The campaign within Iran’s regime against “sedition” — the mass protests against the disputed 2009 Presidential election — continued on Friday, with the Tehran Prayer Leader, Ayatollah Ahmad Khatami, leading through comparison.

Khatami, a prominent hard-liner, said the demonstrations — notably, protests in December 2009 that pushed back security forces in Tehran — were worse than the frontline of the 1980s Iran-Iraq War:

In recent weeks, some politicians, military commanders, and clerics have escalated the condemnation of the 2009 protests as a foreign-backed plot for regime change. The apparent aim is to box in the Rouhani Government, preventing it from taking steps to free political prisoners — including opposition leaders Mir Hossein Mousavi and Mehdi Karroui — and ease censorship and pressure on activists.

See Iran Daily: Boxing in Rouhani with Campaign Against “Sedition”

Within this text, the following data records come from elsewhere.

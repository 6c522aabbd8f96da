use super::*;

// todo: replace with proc-macros

/// Main Message trait, which should typically be used to send
/// MessageBus messages.
/// Implements Message trait for the type `S` with the reply type
/// `R`, the message id `I`, the default channel `C`.
/// If specified it makes use of the Request/Publish traits exported
/// by type `T`, otherwise it defaults to using `S`.
/// Also implements the said Request/Publish traits for type `T`, if
/// specified, otherwise it implements them for type `S`.
#[macro_export]
macro_rules! bus_impl_message_all {
    ($S:ident, $I:ident, $R:tt, $C:ident) => {
        bus_impl_all!($S, $R);
        bus_impl_message!($S, $I, $R, $C);
    };
    ($S:ident, $I:ident, $R:tt, $C:ident, $T:ident) => {
        bus_impl_all!($T, $S, $R);
        bus_impl_message!($S, $I, $R, $C, $T);
    };
}

/// Implement Request/Reply traits for type `S`.
/// Otherwise, if `T` is specified, then it creates `T` and
/// implements said types for `T`.
/// `S` is the request payload and `R` is the reply payload.
#[macro_export]
macro_rules! bus_impl_all {
    ($S:ident,$R:ty) => {
        bus_impl_request!($S, $R);
        bus_impl_publish!($S);
    };
    ($T:ident,$S:ident,$R:ty) => {
        /// place holder for the message traits, example:
        /// $T::request(..).await
        #[derive(Serialize, Deserialize, Debug, Clone)]
        pub struct $T {}

        bus_impl_request!($T, $S, $R);
        bus_impl_publish!($T, $S);
    };
}

/// Implement the bus trait for requesting a response back from `T` where
/// `S` is the payload request type and `R` is the reply payload type.
/// Can optionally implement the trait for `S`.
#[macro_export]
macro_rules! bus_impl_request {
    ($S:ident,$R:ty) => {
        impl<'a> MessageRequest<'a, $S, $R> for $S {}
    };
    ($T:ty,$S:ident,$R:ty) => {
        impl<'a> MessageRequest<'a, $S, $R> for $T {}
    };
}

/// Implement the publish bus trait for type `T` which
/// publishes the payload type `S`.
/// Can optionally implement the trait for `S`.
#[macro_export]
macro_rules! bus_impl_publish {
    ($S:ty) => {
        bus_impl_publish!($S, $S);
    };
    ($T:ty,$S:tt) => {
        impl<'a> MessagePublish<'a, $S, ()> for $T {}
    };
}

/// Implement Message trait for the type `S` with the reply type
/// `R`, the message id `I`, the default channel `C`.
/// If specified it makes use of the Request/Publish traits exported
/// by type `T`, otherwise it defaults to using `S`.
#[macro_export]
macro_rules! bus_impl_message {
    ($S:ident, $I:ident, $R:tt, $C:ident) => {
        bus_impl_message!($S, $I, $R, $C, $S);
    };
    ($S:ident, $I:ident, $R:tt, $C:ident, $T:ident) => {
        #[async_trait::async_trait]
        impl Message for $S {
            type Reply = $R;

            impl_channel_id!($I, $C);

            async fn publish(&self) -> BusResult<()> {
                $T::Publish(self, self.channel(), bus()).await
            }
            async fn request(&self) -> BusResult<$R> {
                $T::Request(self, self.channel(), bus()).await
            }
            async fn request_on<C: Into<Channel> + Send>(
                &self,
                channel: C,
            ) -> BusResult<$R> {
                $T::Request(self, channel.into(), bus()).await
            }
            async fn request_ext(
                &self,
                options: TimeoutOptions,
            ) -> BusResult<$R> {
                $T::Request_Ext(self, self.channel(), bus(), options).await
            }
            async fn request_on_ext<C: Into<Channel> + Send>(
                &self,
                channel: C,
                options: TimeoutOptions,
            ) -> BusResult<$R> {
                $T::Request_Ext(self, channel.into(), bus(), options).await
            }
        }
    };
}

/// Implement request for all objects of `Type`
#[macro_export]
macro_rules! bus_impl_vector_request {
    ($Request:ident, $Inner:ident) => {
        /// Request all the `Inner` elements
        #[derive(Serialize, Deserialize, Default, Debug, Clone)]
        pub struct $Request(pub Vec<$Inner>);
        impl $Request {
            /// returns the first element of the tuple and consumes self
            pub fn into_inner(self) -> Vec<$Inner> {
                self.0
            }
        }
    };
}

/// Trait to send a message `bus` request with the `payload` type `S` via a
/// a `channel` and requesting a response back with the payload type `R`
/// via a specific reply channel.
/// Trait can be implemented using the macro helper `bus_impl_request`.
#[async_trait]
pub trait MessageRequest<'a, S, R>
where
    S: 'a + Sync + Send + Message + Serialize,
    for<'de> R: Deserialize<'de> + Default + 'a + Sync + Send,
{
    /// Sends the message and requests a reply
    /// May fail if the bus fails to publish the message.
    #[allow(non_snake_case)]
    async fn Request<C: Into<Channel> + Send>(
        payload: &'a S,
        channel: C,
        bus: DynBus,
    ) -> BusResult<R> {
        let msg = SendMessage::<S, R>::new(payload, channel.into(), bus);
        msg.request(None).await
    }

    /// Sends the message and requests a reply, with explicit timeout options
    #[allow(non_snake_case)]
    async fn Request_Ext(
        payload: &'a S,
        channel: Channel,
        bus: DynBus,
        options: TimeoutOptions,
    ) -> BusResult<R> {
        let msg = SendMessage::<S, R>::new(payload, channel, bus);
        msg.request(Some(options)).await
    }
}

/// Trait to send a message `bus` publish with the `payload` type `S` via a
/// a `channel`. No reply is requested.
/// Trait can be implemented using the macro helper `bus_impl_publish`.
#[async_trait]
pub trait MessagePublish<'a, S, R>
where
    S: 'a + Sync + Send + Message + Serialize,
    for<'de> R: Deserialize<'de> + Default + 'a + Sync + Send,
{
    /// Publishes the Message - not guaranteed to be sent or received (fire and
    /// forget). May fail if the bus fails to publish the message
    #[allow(non_snake_case)]
    async fn Publish(
        payload: &'a S,
        channel: Channel,
        bus: DynBus,
    ) -> BusResult<()> {
        let msg = SendMessage::<S, R>::new(payload, channel, bus);
        msg.publish().await
    }
}

/// Type specific Message Bus api used to send a message of type `S` over the
/// message bus with an additional type `R` use for request/reply semantics
struct SendMessage<'a, S, R> {
    payload: SendPayload<&'a S>,
    bus: DynBus,
    channel: Channel,
    reply_type: PhantomData<R>,
}

impl<'a, S, R> SendMessage<'a, S, R>
where
    S: Message + Serialize,
    for<'de> R: Deserialize<'de> + 'a,
{
    /// each client needs a unique identification
    fn name() -> SenderId {
        match std::env::var("NODE_NAME") {
            Ok(val) => val,
            _ => "default".into(),
        }
    }

    /// Creates a new request `Message` with the required payload
    /// using an existing `bus` which is used to sent the payload
    /// via the `channel`.
    pub(crate) fn new(payload: &'a S, channel: Channel, bus: DynBus) -> Self {
        Self {
            payload: SendPayload {
                id: payload.id(),
                data: payload,
                sender: Self::name(),
            },
            reply_type: Default::default(),
            bus,
            channel,
        }
    }

    /// Publishes the Message - not guaranteed to be sent or received (fire and
    /// forget).
    pub(crate) async fn publish(&self) -> BusResult<()> {
        let payload =
            serde_json::to_vec(&self.payload).context(SerializeSend {
                channel: self.channel.clone(),
            })?;
        self.bus.publish(self.channel.clone(), &payload).await
    }

    /// Sends the message and requests a reply.
    pub(crate) async fn request(
        &self,
        options: Option<TimeoutOptions>,
    ) -> BusResult<R> {
        let payload =
            serde_json::to_vec(&self.payload).context(SerializeSend {
                channel: self.channel.clone(),
            })?;
        let reply = self
            .bus
            .request(self.channel.clone(), &payload, options)
            .await?
            .data;
        let reply: ReplyPayload<R> =
            serde_json::from_slice(&reply).context(DeserializeReceive {
                request: serde_json::to_string(&self.payload),
                reply: String::from_utf8(reply),
            })?;
        reply.0.context(ReplyWithError {})
    }
}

The head of State broadcaster IRIB, Ezzatollah Zarghami, said on Wednesday:

Those arrested in the 2009 events are not political prisoners, and because they intended to overthrow the regime, they are considered security prisoners….

The regime must seriously confront the ‘Heads of Sedition’”—sedition is a term used by government officials to refer to the 2009 protests—”and to stop tolerating them.

The head of the Guardian Council, Ahmad Jannati, added, “The imprisoned seditionists have committed crimes thousands of times bigger than those of armed robbers and rapists…. No rational human being would accept that there was fraud in the election.”

Speaking about Syria on Friday, Khatami called on Sunnis and Shia to unite against the insurgency:

Prominent Sunni clerics, who are highly disappointed with the conduct of the murderer Takfiris are advised to join Shiite clergies in announcing that those criminals’ deeds are fully unrelated to Islam.

The Shiite and Sunni clerics will save Islam’s prestige if they do so.


Leading University to Restore Humanities Programs

Allameh Tabatabai University is restoring humanities programs, more than two years after they were removed.

The Head of Social Sciences at the University said students will be accepted for programs starting in September.

Programs such as philosophy, business administration, psychology, and journalism were dropped in 2011, amid pressure from the regime.

The Supreme Leader had said that universities and specifically the humanities were the breeding ground of anti-Islamic thought and dissent, such as that following the disputed 2009 Presidential election.

The hardline President of Allameh Tabatabai was removed earlier this year, after the election of President Rouhani.